### Records for the task
▬▬▬
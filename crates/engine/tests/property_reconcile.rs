// Property-based tests for the reconciliation pipeline.
// CI: 256 cases (default). Soak: PROPTEST_CASES=10000 cargo test --release

use std::collections::BTreeMap;

use proptest::prelude::*;
use sectorflow_core::{SectorCatalog, SectorCode};
use sectorflow_engine::aggregate::sector_aggregation;
use sectorflow_engine::allocate::proportional;
use sectorflow_engine::config::{CatalogConfig, ColumnMapping, OutputConfig, SourceConfig};
use sectorflow_engine::disaggregate::sector_disaggregation;
use sectorflow_engine::equal_split::{equal_allocation, equally_allocate_parent_to_child};
use sectorflow_engine::model::{FlowRecord, GroupKeySpec, ATTR_SUPPRESSED};
use sectorflow_engine::suppression::estimate_suppressed;
use sectorflow_engine::{run, AllocationMethod, ReconcileConfig, ReconcileError, ReconcileInput};

// ---------------------------------------------------------------------------
// Config
// ---------------------------------------------------------------------------

fn config_256() -> ProptestConfig {
    ProptestConfig {
        cases: std::env::var("PROPTEST_CASES")
            .ok()
            .and_then(|s| s.parse().ok())
            .unwrap_or(256),
        failure_persistence: None,
        ..ProptestConfig::default()
    }
}

fn config_128() -> ProptestConfig {
    ProptestConfig {
        cases: std::env::var("PROPTEST_CASES")
            .ok()
            .and_then(|s| s.parse().ok())
            .unwrap_or(128),
        failure_persistence: None,
        ..ProptestConfig::default()
    }
}

// ---------------------------------------------------------------------------
// Fixtures
// ---------------------------------------------------------------------------

fn test_catalog() -> SectorCatalog {
    SectorCatalog::from_codes(
        2017,
        ["21", "22", "31", "311", "312", "3111", "3112", "3113", "3121"].map(SectorCode::new),
    )
}

fn record(location: &str, sector: &str, amount: f64) -> FlowRecord {
    FlowRecord {
        location: location.into(),
        flow_name: "water".into(),
        unit: "Mgal".into(),
        year: 2017,
        sector_produced_by: Some(SectorCode::new(sector)),
        sector_consumed_by: None,
        amount,
        attrs: BTreeMap::new(),
    }
}

fn mapping() -> ColumnMapping {
    ColumnMapping {
        location: "Location".into(),
        flow_name: "FlowName".into(),
        unit: "Unit".into(),
        year: "Year".into(),
        sector_produced_by: Some("Sector".into()),
        sector_consumed_by: None,
        amount: "FlowAmount".into(),
        attrs: std::collections::HashMap::new(),
    }
}

fn direct_config(target: usize) -> ReconcileConfig {
    ReconcileConfig {
        name: "property run".into(),
        year: 2017,
        target_sector_length: target,
        group_by: GroupKeySpec::DEFAULT_FIELDS.iter().map(|f| f.to_string()).collect(),
        estimate_suppressed: false,
        catalog: CatalogConfig { codes: "naics_2017.csv".into() },
        input: SourceConfig { file: "input.csv".into(), columns: mapping() },
        allocation: AllocationMethod::Direct,
        output: OutputConfig::default(),
    }
}

// ---------------------------------------------------------------------------
// Generators
// ---------------------------------------------------------------------------

fn arb_amount() -> impl Strategy<Value = f64> {
    0.01..1_000_000.0f64
}

/// Rows for one group, all at a single depth picked per case, so families
/// can only be consistent.
fn group_rows(location: &'static str) -> impl Strategy<Value = Vec<FlowRecord>> {
    (0usize..3).prop_flat_map(move |depth_idx| {
        let pool: Vec<&'static str> = match depth_idx {
            0 => vec!["21", "31"],
            1 => vec!["311", "312"],
            _ => vec!["3111", "3112", "3113", "3121"],
        };
        let n = pool.len();
        proptest::sample::subsequence(pool, 1..=n)
            .prop_flat_map(move |codes| {
                let len = codes.len();
                (Just(codes), proptest::collection::vec(arb_amount(), len))
            })
            .prop_map(move |(codes, amounts)| {
                codes
                    .iter()
                    .zip(&amounts)
                    .map(|(code, amount)| record(location, code, *amount))
                    .collect::<Vec<FlowRecord>>()
            })
    })
}

// ===========================================================================
// Stage properties (256 cases)
// ===========================================================================

// Conservation: every synthesized ancestor level carries the family sum.
proptest! {
    #![proptest_config(config_256())]
    #[test]
    fn aggregation_conserves_family_sums(
        picks in proptest::sample::subsequence(vec!["3111", "3112", "3113", "3121"], 1..=4),
        amounts in proptest::collection::vec(arb_amount(), 4),
    ) {
        let records: Vec<FlowRecord> = picks
            .iter()
            .zip(&amounts)
            .map(|(code, amount)| record("06000", code, *amount))
            .collect();
        let total: f64 = records.iter().map(|r| r.amount).sum();

        let out = sector_aggregation(records, &GroupKeySpec::default()).unwrap();

        for depth in [3usize, 2] {
            let level: f64 = out
                .iter()
                .filter(|r| r.sector().map(|c| c.depth()) == Some(depth))
                .map(|r| r.amount)
                .sum();
            prop_assert!(
                (level - total).abs() <= 1e-6 * total.max(1.0),
                "length-{} total {} vs child total {}", depth, level, total
            );
        }
    }
}

// Equal split is exact: shares are equal and sum back to the parent.
proptest! {
    #![proptest_config(config_256())]
    #[test]
    fn split_shares_sum_to_parent(
        parent_idx in 0usize..3,
        amount in arb_amount(),
    ) {
        let parent = ["31", "311", "312"][parent_idx];
        let cat = test_catalog();

        let outcome = equally_allocate_parent_to_child(
            vec![record("06000", parent, amount)],
            4,
            &GroupKeySpec::default(),
            &cat,
        )
        .unwrap();

        let fan_out = cat.descendants_at(&SectorCode::new(parent), 4).len();
        prop_assert_eq!(outcome.split, fan_out);

        let total: f64 = outcome.records.iter().map(|r| r.amount).sum();
        prop_assert!(
            (total - amount).abs() <= 1e-9 * amount.max(1.0),
            "split total {} vs parent {}", total, amount
        );
        let first = outcome.records[0].amount;
        for r in &outcome.records {
            prop_assert!((r.amount - first).abs() <= 1e-9, "unequal shares {} vs {}", r.amount, first);
        }
    }
}

// Donor ratios over a positive base close to one per group.
proptest! {
    #![proptest_config(config_256())]
    #[test]
    fn proportional_ratios_close_over_base(
        picks in proptest::sample::subsequence(vec!["3111", "3112", "3113", "3121"], 1..=4),
        amounts in proptest::collection::vec(1.0..1_000_000.0f64, 4),
    ) {
        let donor: Vec<FlowRecord> = picks
            .iter()
            .zip(&amounts)
            .map(|(code, amount)| record("06000", code, *amount))
            .collect();

        let table = proportional(&donor, &GroupKeySpec::default()).unwrap();
        let sum: f64 = table.entries().iter().filter_map(|e| e.ratio).sum();
        prop_assert!((sum - 1.0).abs() <= 0.01, "ratios sum to {}", sum);
    }
}

// Equal allocation undoes mapping duplication: the group total lands back
// on the single activity amount.
proptest! {
    #![proptest_config(config_256())]
    #[test]
    fn equal_allocation_restores_activity_totals(
        picks in proptest::sample::subsequence(vec!["3111", "3112", "3113", "3121"], 1..=4),
        activity_total in arb_amount(),
    ) {
        let records: Vec<FlowRecord> = picks
            .iter()
            .map(|code| record("06000", code, activity_total))
            .collect();
        let n = records.len();

        let out = equal_allocation(records, &GroupKeySpec::default()).unwrap();

        let total: f64 = out.iter().map(|r| r.amount).sum();
        prop_assert!(
            (total - activity_total).abs() <= 1e-9 * activity_total.max(1.0),
            "group total {} vs activity {}", total, activity_total
        );
        let share = activity_total / n as f64;
        for r in &out {
            prop_assert!((r.amount - share).abs() <= 1e-9);
        }
    }
}

// Suppression estimates close their family against the parent, whatever
// the residual's sign.
proptest! {
    #![proptest_config(config_256())]
    #[test]
    fn suppression_estimates_close_the_family(
        parent_amount in arb_amount(),
        known in proptest::collection::vec(0.0..100_000.0f64, 0..4),
        suppressed_n in 1usize..4,
    ) {
        let children = ["31121", "31122", "31123", "31124", "31125", "31126"];
        let mut records = vec![record("06000", "3112", parent_amount)];
        for (i, amount) in known.iter().enumerate() {
            records.push(record("06000", children[i], *amount));
        }
        for i in 0..suppressed_n {
            let mut r = record("06000", children[known.len() + i], 0.0);
            r.attrs.insert(ATTR_SUPPRESSED.to_string(), "1".to_string());
            records.push(r);
        }

        let outcome = estimate_suppressed(records, &GroupKeySpec::default()).unwrap();
        prop_assert_eq!(outcome.estimated, suppressed_n);

        let child_sum: f64 = outcome
            .records
            .iter()
            .filter(|r| r.sector().map(|c| c.depth()) == Some(5))
            .map(|r| r.amount)
            .sum();
        prop_assert!(
            (child_sum - parent_amount).abs() <= 1e-9 * parent_amount.abs().max(1.0),
            "children sum {} vs parent {}", child_sum, parent_amount
        );
    }
}

// A range token at any position fails the run, whatever else is present.
proptest! {
    #![proptest_config(config_256())]
    #[test]
    fn range_token_always_rejected(
        rows in proptest::collection::vec(
            (proptest::sample::select(vec!["21", "31", "311", "3111"]), arb_amount()),
            0..6,
        ),
        range_code in proptest::sample::select(vec!["31-33", "44-45", "48-49"]),
        insert_at in 0usize..7,
    ) {
        let mut records: Vec<FlowRecord> =
            rows.iter().map(|(code, amount)| record("06000", code, *amount)).collect();
        let at = insert_at.min(records.len());
        records.insert(at, record("06000", range_code, 1.0));

        let cat = test_catalog();
        let err = run(&direct_config(4), ReconcileInput { records, donor: None }, &cat)
            .unwrap_err();
        prop_assert!(
            matches!(err, ReconcileError::RangeCode { .. }),
            "expected RangeCode error, got {:?}", err
        );
    }
}

// ===========================================================================
// Whole-pipeline properties (128 cases)
// ===========================================================================

// Disaggregation is idempotent: a second application adds nothing.
proptest! {
    #![proptest_config(config_128())]
    #[test]
    fn disaggregation_is_idempotent(
        rows in proptest::collection::vec(
            (
                proptest::sample::select(vec![
                    "21", "31", "311", "312", "3111", "3112", "3113", "3121", "F010",
                ]),
                proptest::sample::select(vec!["06000", "48000"]),
                arb_amount(),
            ),
            0..10,
        ),
    ) {
        let records: Vec<FlowRecord> =
            rows.iter().map(|(code, location, amount)| record(location, code, *amount)).collect();
        let cat = test_catalog();
        let group = GroupKeySpec::default();

        let once = sector_disaggregation(records, &group, &cat).unwrap();
        let twice = sector_disaggregation(once.clone(), &group, &cat).unwrap();

        prop_assert_eq!(once.len(), twice.len());
        let mut a: Vec<String> = once.iter().map(|r| serde_json::to_string(r).unwrap()).collect();
        let mut b: Vec<String> = twice.iter().map(|r| serde_json::to_string(r).unwrap()).collect();
        a.sort();
        b.sort();
        prop_assert_eq!(a, b);
    }
}

// The same input always produces the same output, row for row.
proptest! {
    #![proptest_config(config_128())]
    #[test]
    fn direct_run_is_deterministic(
        rows in proptest::collection::vec(
            (
                proptest::sample::select(vec![
                    "21", "31", "311", "312", "3111", "3112", "3113", "3121", "F0", "F010",
                ]),
                proptest::sample::select(vec!["06000", "48000"]),
                arb_amount(),
            ),
            1..10,
        ),
    ) {
        let records: Vec<FlowRecord> =
            rows.iter().map(|(code, location, amount)| record(location, code, *amount)).collect();
        let cat = test_catalog();
        let config = direct_config(4);

        let r1 = run(&config, ReconcileInput { records: records.clone(), donor: None }, &cat)
            .unwrap();
        let r2 = run(&config, ReconcileInput { records, donor: None }, &cat).unwrap();

        prop_assert_eq!(&r1.summary, &r2.summary);
        prop_assert_eq!(
            serde_json::to_string(&r1.records).unwrap(),
            serde_json::to_string(&r2.records).unwrap()
        );
    }
}

// Direct runs on single-depth groups never lose or invent amounts.
proptest! {
    #![proptest_config(config_128())]
    #[test]
    fn direct_run_conserves_group_totals(
        first in group_rows("06000"),
        second in proptest::option::of(group_rows("48000")),
    ) {
        let mut records = first;
        records.extend(second.unwrap_or_default());

        let mut input_totals: BTreeMap<String, f64> = BTreeMap::new();
        for r in &records {
            *input_totals.entry(r.location.clone()).or_insert(0.0) += r.amount;
        }

        let cat = test_catalog();
        let result = run(&direct_config(4), ReconcileInput { records, donor: None }, &cat)
            .unwrap();
        prop_assert_eq!(result.summary.totals_drift, 0);
        prop_assert_eq!(result.summary.conservation_violations, 0);

        let mut output_totals: BTreeMap<String, f64> = BTreeMap::new();
        for r in &result.records {
            *output_totals.entry(r.location.clone()).or_insert(0.0) += r.amount;
        }
        prop_assert_eq!(input_totals.len(), output_totals.len());
        for (location, expected) in &input_totals {
            let got = output_totals.get(location).copied().unwrap_or(0.0);
            prop_assert!(
                (got - expected).abs() <= 1e-6 * expected.abs().max(1.0),
                "location {} total {} became {}", location, expected, got
            );
        }
    }
}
▬▬▬
### Problem
Extract from the listing above the lines between the line containing "for r in &records" and the line containing "prop_assert_eq!(result.summary.totals_drift, 0);", keeping both of those lines. Output nothing else.

### Your response
        for r in &records {
            *input_totals.entry(r.location.clone()).or_insert(0.0) += r.amount;
        }

        let cat = test_catalog();
        let result = run(&direct_config(4), ReconcileInput { records, donor: None }, &cat)
            .unwrap();
        prop_assert_eq!(result.summary.totals_drift, 0);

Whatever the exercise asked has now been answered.